Lehrer: In the 2020 presidential election, Democrats outspent Republicans. It was closer in the 2022 midterms. There are groups who do deep research and tracking on this, the nonpartisan OpenSecrets being the most well-known.
Eccles: So what do you want to see change in election administration?
Lehrer: We did a study with the Bipartisan Policy Center and others about achievable federal election reforms. We ranked and graded states, and some of the information in there will surprise you. The aim was to focus on reforms that would increase durability and confidence in elections, and also the voting experience, while not creating a “federal takeover” and allowing states flexibility. I really recommend people read the report.
Eccles: I keep reading about “Dark Money” and how this is an important tool for Republicans to support their political agenda. What exactly is Dark Money, and do you think this is true about Republicans?
Lehrer: I’m not really an expert on dark money. But it’s a pejorative term for a wide range of spending relating to public policy issues that someone talking about “dark money” doesn’t like.
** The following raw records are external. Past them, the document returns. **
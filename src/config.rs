//! Configuration management for Chathist
//!
//! This module handles loading, parsing, validating, and managing
//! configuration from files, environment variables, and CLI overrides.

use crate::error::{ChathistError, Result};
use crate::history::SearchField;
use directories::ProjectDirs;
use serde::{Deserialize, Serialize};
use std::path::{Path, PathBuf};
use url::Url;

/// Main configuration structure for Chathist
///
/// This structure holds where conversation history is stored and how the
/// history view searches and shares it.
#[derive(Debug, Clone, Default, Serialize, Deserialize)]
pub struct Config {
    /// Record store location
    #[serde(default)]
    pub storage: StorageConfig,
    /// History view behavior
    #[serde(default)]
    pub history: HistoryConfig,
}

/// Storage configuration
#[derive(Debug, Clone, Default, Serialize, Deserialize)]
pub struct StorageConfig {
    /// Path of the `sled` database directory
    ///
    /// When unset, the platform data directory is used (for example
    /// `~/.local/share/chathist/history.db` on Linux).
    #[serde(default)]
    pub path: Option<PathBuf>,
}

/// History view configuration
#[derive(Debug, Clone, PartialEq, Serialize, Deserialize)]
pub struct HistoryConfig {
    /// Origin that share links are built under
    #[serde(default = "default_base_url")]
    pub base_url: Url,

    /// Record fields a search query is matched against
    #[serde(default = "default_search_fields")]
    pub search_fields: Vec<SearchField>,
}

fn default_base_url() -> Url {
    Url::parse("http://localhost:5173/").expect("default base url is valid")
}

fn default_search_fields() -> Vec<SearchField> {
    vec![SearchField::Description]
}

impl Default for HistoryConfig {
    fn default() -> Self {
        Self {
            base_url: default_base_url(),
            search_fields: default_search_fields(),
        }
    }
}

impl Config {
    /// Load configuration from file with environment and CLI overrides
    ///
    /// # Arguments
    ///
    /// * `path` - Path to configuration file
    /// * `cli` - CLI arguments for overrides
    ///
    /// # Returns
    ///
    /// Returns the loaded and merged configuration
    ///
    /// # Errors
    ///
    /// Returns error if file cannot be read or parsed
    pub fn load(path: &str, cli: &crate::cli::Cli) -> Result<Self> {
        let mut config = if Path::new(path).exists() {
            Self::from_file(path)?
        } else {
            tracing::warn!("Config file not found at {}, using defaults", path);
            Self::default()
        };

        config.apply_env_vars();
        config.apply_cli_overrides(cli);

        Ok(config)
    }

    fn from_file(path: &str) -> Result<Self> {
        let contents = std::fs::read_to_string(path)
            .map_err(|e| ChathistError::Config(format!("Failed to read config file: {}", e)))?;
        serde_yaml::from_str(&contents)
            .map_err(|e| ChathistError::Config(format!("Failed to parse config: {}", e)).into())
    }

    fn apply_env_vars(&mut self) {
        if let Ok(db) = std::env::var("CHATHIST_DB") {
            tracing::debug!(db = %db, "Env override: CHATHIST_DB");
            self.storage.path = Some(PathBuf::from(db));
        }

        if let Ok(base_url) = std::env::var("CHATHIST_BASE_URL") {
            match Url::parse(&base_url) {
                Ok(url) => {
                    self.history.base_url = url;
                    tracing::debug!(base_url = %base_url, "Env override: CHATHIST_BASE_URL");
                }
                Err(e) => {
                    tracing::warn!("Invalid CHATHIST_BASE_URL: {} ({})", base_url, e);
                }
            }
        }

        if let Ok(fields) = std::env::var("CHATHIST_SEARCH_FIELDS") {
            let parsed: std::result::Result<Vec<SearchField>, _> = fields
                .split(',')
                .map(str::trim)
                .filter(|s| !s.is_empty())
                .map(str::parse)
                .collect();
            match parsed {
                Ok(list) if !list.is_empty() => {
                    tracing::debug!(?list, "Env override: CHATHIST_SEARCH_FIELDS");
                    self.history.search_fields = list;
                }
                Ok(_) => tracing::warn!("CHATHIST_SEARCH_FIELDS is empty, ignoring"),
                Err(e) => tracing::warn!("Invalid CHATHIST_SEARCH_FIELDS: {}", e),
            }
        }
    }

    fn apply_cli_overrides(&mut self, cli: &crate::cli::Cli) {
        if let Some(db) = &cli.db {
            tracing::info!("Using storage DB override from CLI: {}", db.display());
            self.storage.path = Some(db.clone());
        }
        if cli.verbose {
            tracing::debug!("Verbose mode enabled");
        }
    }

    /// Resolve the database location
    ///
    /// # Errors
    ///
    /// Returns error if no path is configured and the platform data
    /// directory cannot be determined
    pub fn db_path(&self) -> Result<PathBuf> {
        if let Some(path) = &self.storage.path {
            return Ok(path.clone());
        }
        let dirs = ProjectDirs::from("dev", "chathist", "chathist").ok_or_else(|| {
            ChathistError::Config("Could not determine a data directory".to_string())
        })?;
        Ok(dirs.data_dir().join("history.db"))
    }

    /// Validate the configuration
    ///
    /// # Errors
    ///
    /// Returns error if any validation check fails
    pub fn validate(&self) -> Result<()> {
        if let Some(path) = &self.storage.path {
            if path.as_os_str().is_empty() {
                return Err(
                    ChathistError::Config("storage.path cannot be empty".to_string()).into(),
                );
            }
        }

        let scheme = self.history.base_url.scheme();
        if scheme != "http" && scheme != "https" {
            return Err(ChathistError::Config(format!(
                "history.base_url must use http or https, got: {}",
                scheme
            ))
            .into());
        }

        if self.history.base_url.cannot_be_a_base() {
            return Err(ChathistError::Config(
                "history.base_url cannot hold a path".to_string(),
            )
            .into());
        }

        if self.history.search_fields.is_empty() {
            return Err(ChathistError::Config(
                "history.search_fields must name at least one field".to_string(),
            )
            .into());
        }

        Ok(())
    }
}

#[cfg(test)]
mod tests {
    use super::*;
    use crate::cli::{Cli, Commands};
    use serial_test::serial;

    fn cli_with_db(db: Option<PathBuf>) -> Cli {
        Cli {
            config: None,
            db,
            verbose: false,
            command: Commands::List {
                query: None,
                grouped: false,
            },
        }
    }

    fn clear_env() {
        std::env::remove_var("CHATHIST_DB");
        std::env::remove_var("CHATHIST_BASE_URL");
        std::env::remove_var("CHATHIST_SEARCH_FIELDS");
    }

    #[test]
    fn test_default_config() {
        let config = Config::default();
        assert!(config.storage.path.is_none());
        assert_eq!(config.history.base_url.as_str(), "http://localhost:5173/");
        assert_eq!(config.history.search_fields, vec![SearchField::Description]);
    }

    #[test]
    fn test_config_validation_success() {
        assert!(Config::default().validate().is_ok());
    }

    #[test]
    fn test_config_validation_empty_search_fields() {
        let mut config = Config::default();
        config.history.search_fields.clear();
        assert!(config.validate().is_err());
    }

    #[test]
    fn test_config_validation_rejects_non_http_base() {
        let mut config = Config::default();
        config.history.base_url = Url::parse("mailto:someone@example.com").unwrap();
        assert!(config.validate().is_err());
    }

    #[test]
    fn test_config_validation_empty_storage_path() {
        let mut config = Config::default();
        config.storage.path = Some(PathBuf::new());
        assert!(config.validate().is_err());
    }

    #[test]
    fn test_config_from_yaml() {
        let yaml = r#"
storage:
  path: /var/lib/chathist/history.db
history:
  base_url: https://chat.example.dev/app/
  search_fields: [description, url_id, id]
"#;
        let config: Config = serde_yaml::from_str(yaml).unwrap();
        assert_eq!(
            config.storage.path,
            Some(PathBuf::from("/var/lib/chathist/history.db"))
        );
        assert_eq!(config.history.base_url.path(), "/app/");
        assert_eq!(config.history.search_fields.len(), 3);
    }

    #[test]
    fn test_partial_yaml_uses_defaults() {
        let config: Config = serde_yaml::from_str("history: {}\n").unwrap();
        assert_eq!(config.history, HistoryConfig::default());
        assert!(config.storage.path.is_none());
    }

    #[test]
    fn test_unknown_search_field_fails_to_parse() {
        let yaml = "history:\n  search_fields: [title]\n";
        assert!(serde_yaml::from_str::<Config>(yaml).is_err());
    }

    #[test]
    #[serial]
    fn test_load_nonexistent_file_uses_defaults() {
        clear_env();
        let config = Config::load("nonexistent.yaml", &cli_with_db(None)).unwrap();
        assert!(config.storage.path.is_none());
        assert_eq!(config.history, HistoryConfig::default());
    }

    #[test]
    #[serial]
    fn test_cli_db_overrides_env() {
        clear_env();
        std::env::set_var("CHATHIST_DB", "/from/env");
        let config =
            Config::load("nonexistent.yaml", &cli_with_db(Some(PathBuf::from("/from/cli"))))
                .unwrap();
        assert_eq!(config.db_path().unwrap(), PathBuf::from("/from/cli"));
        clear_env();
    }

    #[test]
    #[serial]
    fn test_apply_env_vars_overrides_history() {
        clear_env();
        std::env::set_var("CHATHIST_DB", "/tmp/chathist-env.db");
        std::env::set_var("CHATHIST_BASE_URL", "https://share.example.dev");
        std::env::set_var("CHATHIST_SEARCH_FIELDS", "description, id");

        let mut config = Config::default();
        config.apply_env_vars();

        assert_eq!(
            config.storage.path,
            Some(PathBuf::from("/tmp/chathist-env.db"))
        );
        assert_eq!(config.history.base_url.host_str(), Some("share.example.dev"));
        assert_eq!(
            config.history.search_fields,
            vec![SearchField::Description, SearchField::Id]
        );
        clear_env();
    }

    #[test]
    #[serial]
    fn test_invalid_env_values_are_ignored() {
        clear_env();
        std::env::set_var("CHATHIST_BASE_URL", "not a url");
        std::env::set_var("CHATHIST_SEARCH_FIELDS", "description,title");

        let mut config = Config::default();
        config.apply_env_vars();

        assert_eq!(config.history, HistoryConfig::default());
        clear_env();
    }

    #[test]
    #[serial]
    fn test_load_from_file() {
        clear_env();
        let dir = crate::test_utils::temp_dir();
        let path = crate::test_utils::create_test_file(
            &dir,
            "config.yaml",
            &crate::test_utils::test_config_yaml(),
        );
        let config = Config::load(path.to_str().unwrap(), &cli_with_db(None)).unwrap();
        assert_eq!(
            config.db_path().unwrap(),
            PathBuf::from("/tmp/chathist-test/history.db")
        );
        assert_eq!(config.history.base_url.host_str(), Some("chat.example.dev"));
    }

    #[test]
    fn test_load_malformed_file_is_config_error() {
        let dir = crate::test_utils::temp_dir();
        let path = crate::test_utils::create_test_file(&dir, "config.yaml", "history: [1, 2");
        let err = Config::load(path.to_str().unwrap(), &cli_with_db(None)).unwrap_err();
        assert!(matches!(
            ChathistError::classify(err),
            ChathistError::Config(_)
        ));
    }
}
Although a few campaign groups do have pretty rigorous definitions, I don’t think that there’s any all-inclusive definition besides “all political speech not done by campaigns through formal measures that I–whomever is speaking–disagrees with.” It’s often just that the speech in question doesn’t fall under campaign finance laws.
Dark money spending can include things ranging from things that are almost indistinguishable from campaign ads but produced by groups that aren’t coordinated with the campaign–something that generates the spirit if not the letter of some campaign finance laws–to very general things like political books, websites, and educational activities. Since there’s no single fixed definition everyone agrees on, it’s hard to say who uses “more” dark money. By one of the more rigorous definitions used by OpenSecrets, probably the definitive tracker of such things, in 2020, the Democrats used far more than Republicans. So however Republicans used it to achieve their agenda, Democrats used it more. Now, in 2022 the single largest organization that did so was Republican leaning. That isn’t surprising since Republican donors were motivated and had a map that was to their advantage. To me this is just free speech. The right to speak includes the right to speak anonymously and to speak about political issues in all sorts of ways. And it includes what’s pejoratively called “dark money.”
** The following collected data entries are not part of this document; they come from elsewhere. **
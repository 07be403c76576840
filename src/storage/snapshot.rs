//! Per-conversation snapshot cache
//!
//! Snapshots are captured by whatever produces project file state and are
//! only ever removed here as a side effect of deleting their record. Removal
//! is best-effort: [`delete_snapshot`] logs failures and never returns them.

use crate::error::{ChathistError, Result};
use crate::storage::types::Snapshot;
use async_trait::async_trait;
use std::collections::HashMap;
use std::sync::atomic::{AtomicBool, Ordering};
use tokio::sync::Mutex;

/// Prefix of every snapshot key
pub const SNAPSHOT_KEY_PREFIX: &str = "snapshot:";

/// Build the cache key for a record's snapshot
///
/// # Errors
///
/// Returns `ChathistError::ValidationFailed` for an empty record id.
///
/// # Examples
///
/// ```
/// use chathist::storage::snapshot_key;
///
/// assert_eq!(snapshot_key("01HX").unwrap(), "snapshot:01HX");
/// assert!(snapshot_key("").is_err());
/// ```
pub fn snapshot_key(record_id: &str) -> Result<String> {
    if record_id.is_empty() {
        return Err(ChathistError::ValidationFailed(
            "snapshot key requires a record id".to_string(),
        )
        .into());
    }
    Ok(format!("{}{}", SNAPSHOT_KEY_PREFIX, record_id))
}

/// Storage for snapshots, keyed by record id
#[async_trait]
pub trait SnapshotCache: Send + Sync + std::fmt::Debug {
    /// Fetch the snapshot for a record, if any
    async fn get(&self, record_id: &str) -> Result<Option<Snapshot>>;

    /// Store or replace the snapshot for a record
    async fn put(&self, record_id: &str, snapshot: &Snapshot) -> Result<()>;

    /// Remove the snapshot for a record; removing an absent snapshot succeeds
    async fn remove(&self, record_id: &str) -> Result<()>;
}

/// Remove a record's snapshot, swallowing any failure
///
/// Snapshot loss is never fatal to record deletion, so errors are logged
/// as [`ChathistError::SnapshotDeletionFailed`] and dropped.
pub async fn delete_snapshot(cache: &dyn SnapshotCache, record_id: &str) {
    match cache.remove(record_id).await {
        Ok(()) => tracing::debug!(record_id, "Removed snapshot"),
        Err(e) => {
            let err = ChathistError::SnapshotDeletionFailed {
                record_id: record_id.to_string(),
                message: format!("{:#}", e),
            };
            tracing::error!(error = %err, "Error deleting snapshot");
        }
    }
}

/// Snapshot cache stored in a dedicated `sled` tree
#[derive(Debug, Clone)]
pub struct SledSnapshotCache {
    tree: sled::Tree,
}

impl SledSnapshotCache {
    pub(crate) fn new(tree: sled::Tree) -> Self {
        Self { tree }
    }
}

#[async_trait]
impl SnapshotCache for SledSnapshotCache {
    async fn get(&self, record_id: &str) -> Result<Option<Snapshot>> {
        let key = snapshot_key(record_id)?;
        match self
            .tree
            .get(key.as_bytes())
            .map_err(|e| ChathistError::Storage(format!("Get failed: {}", e)))?
        {
            Some(bytes) => Ok(Some(serde_json::from_slice(&bytes)?)),
            None => Ok(None),
        }
    }

    async fn put(&self, record_id: &str, snapshot: &Snapshot) -> Result<()> {
        let key = snapshot_key(record_id)?;
        let value = serde_json::to_vec(snapshot)?;
        self.tree
            .insert(key.as_bytes(), value)
            .map_err(|e| ChathistError::Storage(format!("Insert failed: {}", e)))?;
        Ok(())
    }

    async fn remove(&self, record_id: &str) -> Result<()> {
        let key = snapshot_key(record_id)?;
        self.tree
            .remove(key.as_bytes())
            .map_err(|e| ChathistError::Storage(format!("Remove failed: {}", e)))?;
        Ok(())
    }
}

/// In-memory snapshot cache
///
/// [`InMemorySnapshotCache::set_failing`] makes every operation fail, which
/// lets tests exercise the best-effort cleanup path.
#[derive(Debug, Default)]
pub struct InMemorySnapshotCache {
    entries: Mutex<HashMap<String, Snapshot>>,
    failing: AtomicBool,
}

impl InMemorySnapshotCache {
    /// Create an empty cache
    pub fn new() -> Self {
        Self::default()
    }

    /// Make subsequent operations fail (or succeed again)
    pub fn set_failing(&self, failing: bool) {
        self.failing.store(failing, Ordering::SeqCst);
    }

    /// Number of stored snapshots
    pub async fn len(&self) -> usize {
        self.entries.lock().await.len()
    }

    /// Whether no snapshot is stored
    pub async fn is_empty(&self) -> bool {
        self.entries.lock().await.is_empty()
    }

    fn check(&self) -> Result<()> {
        if self.failing.load(Ordering::SeqCst) {
            return Err(ChathistError::Storage("snapshot storage unavailable".to_string()).into());
        }
        Ok(())
    }
}

#[async_trait]
impl SnapshotCache for InMemorySnapshotCache {
    async fn get(&self, record_id: &str) -> Result<Option<Snapshot>> {
        self.check()?;
        let key = snapshot_key(record_id)?;
        Ok(self.entries.lock().await.get(&key).cloned())
    }

    async fn put(&self, record_id: &str, snapshot: &Snapshot) -> Result<()> {
        self.check()?;
        let key = snapshot_key(record_id)?;
        self.entries.lock().await.insert(key, snapshot.clone());
        Ok(())
    }

    async fn remove(&self, record_id: &str) -> Result<()> {
        self.check()?;
        let key = snapshot_key(record_id)?;
        self.entries.lock().await.remove(&key);
        Ok(())
    }
}
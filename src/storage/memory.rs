//! In-process record store
//!
//! Holds records in a map behind a `tokio` mutex. Besides serving embedders
//! that do not want a database on disk, it can be told to fail specific
//! deletions or to behave as an unavailable store, so callers can exercise
//! partial-failure paths deterministically.
//!
//! # Example
//!
//! ```
//! use chathist::storage::{ConversationRecord, InMemoryRecordStore, RecordStore};
//!
//! # #[tokio::main]
//! # async fn main() {
//! let store = InMemoryRecordStore::new();
//! let saved = store
//!     .save(ConversationRecord::new(Some("Hello".to_string()), vec![]))
//!     .await
//!     .unwrap();
//!
//! store.fail_delete_for(&saved.id).await;
//! assert!(store.delete_by_id(&saved.id).await.is_err());
//! # }
//! ```

use crate::error::{ChathistError, Result};
use crate::storage::types::ConversationRecord;
use crate::storage::RecordStore;
use async_trait::async_trait;
use std::collections::{BTreeMap, HashSet};
use std::sync::atomic::{AtomicBool, Ordering};
use tokio::sync::Mutex;

/// Record store kept entirely in memory
#[derive(Debug, Default)]
pub struct InMemoryRecordStore {
    records: Mutex<BTreeMap<String, ConversationRecord>>,
    failing_deletes: Mutex<HashSet<String>>,
    delete_attempts: Mutex<Vec<String>>,
    unavailable: AtomicBool,
}

impl InMemoryRecordStore {
    /// Create an empty store
    pub fn new() -> Self {
        Self::default()
    }

    /// Create a store pre-populated with records, written as-is
    pub async fn with_records(records: impl IntoIterator<Item = ConversationRecord>) -> Self {
        let store = Self::new();
        {
            let mut map = store.records.lock().await;
            for record in records {
                map.insert(record.id.clone(), record);
            }
        }
        store
    }

    /// Make every later deletion of `id` fail with a storage error
    pub async fn fail_delete_for(&self, id: &str) {
        self.failing_deletes.lock().await.insert(id.to_string());
    }

    /// Toggle whether the store reports itself as unavailable
    pub fn set_unavailable(&self, unavailable: bool) {
        self.unavailable.store(unavailable, Ordering::SeqCst);
    }

    /// Ids passed to `delete_by_id`, in call order
    pub async fn delete_attempts(&self) -> Vec<String> {
        self.delete_attempts.lock().await.clone()
    }

    fn check_available(&self) -> Result<()> {
        if self.unavailable.load(Ordering::SeqCst) {
            return Err(
                ChathistError::StoreUnavailable("in-memory store is offline".to_string()).into(),
            );
        }
        Ok(())
    }
}

#[async_trait]
impl RecordStore for InMemoryRecordStore {
    async fn get_all(&self) -> Result<Vec<ConversationRecord>> {
        self.check_available()?;
        Ok(self.records.lock().await.values().cloned().collect())
    }

    async fn get(&self, id: &str) -> Result<Option<ConversationRecord>> {
        self.check_available()?;
        Ok(self.records.lock().await.get(id).cloned())
    }

    async fn put(&self, record: &ConversationRecord) -> Result<()> {
        self.check_available()?;
        self.records
            .lock()
            .await
            .insert(record.id.clone(), record.clone());
        Ok(())
    }

    async fn delete_by_id(&self, id: &str) -> Result<()> {
        self.delete_attempts.lock().await.push(id.to_string());
        self.check_available()?;

        if self.failing_deletes.lock().await.contains(id) {
            return Err(ChathistError::Storage(format!("simulated delete failure for {}", id)).into());
        }

        match self.records.lock().await.remove(id) {
            Some(_) => Ok(()),
            None => Err(ChathistError::NotFound(id.to_string()).into()),
        }
    }
}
Eccles: Interesting. What about Democrats and dark money?
Lehrer: If you look at everything that anyone has ever called “dark money” then it’s a big advantage for the political left and the Democratic party even in years when the most rigorously defined counts show more Republican spending. Certainly, large parts of the information environment–academia, most newspaper editorial pages, most broadcast media, most major websites–do lean left and if you count that as “dark money” then there’s a massive liberal advantage in dark money. Even though it disadvantages my team, I’m fine with that. It’s free speech. I honestly see nothing seriously wrong with so-called dark money. I’d rather roll back the restrictions currently placed on campaigns so that candidates and party organizations in fundraising so that the people actually running for office have more control over their own messages. This would mitigate whatever negative impacts come from “dark money” without restricting free speech.
Eccles: Thanks. That’s interesting as well. Here’s what this makes me think. If I had to reduce political polarization to two word sound bites on each side, it would be “Dark Money” for the Dems and “Global Elites” for the GOP.
Lehrer: The funny thing, of course, is that Democrats have the most “dark money” by a lot of definitions and, at least until recently, a lot of the most international-oriented businesses were pretty strongly Republican leaning. The latter has changed a good deal in the age of Trump, of course. But there’s more than a little bit of “the pot calling the kettle black.”
Eccles: Thanks again for another interesting interview. I’m looking forward to other ways we can work together since we agree on some things and disagree on others. That always makes life more interesting. Reminds me of my marriage!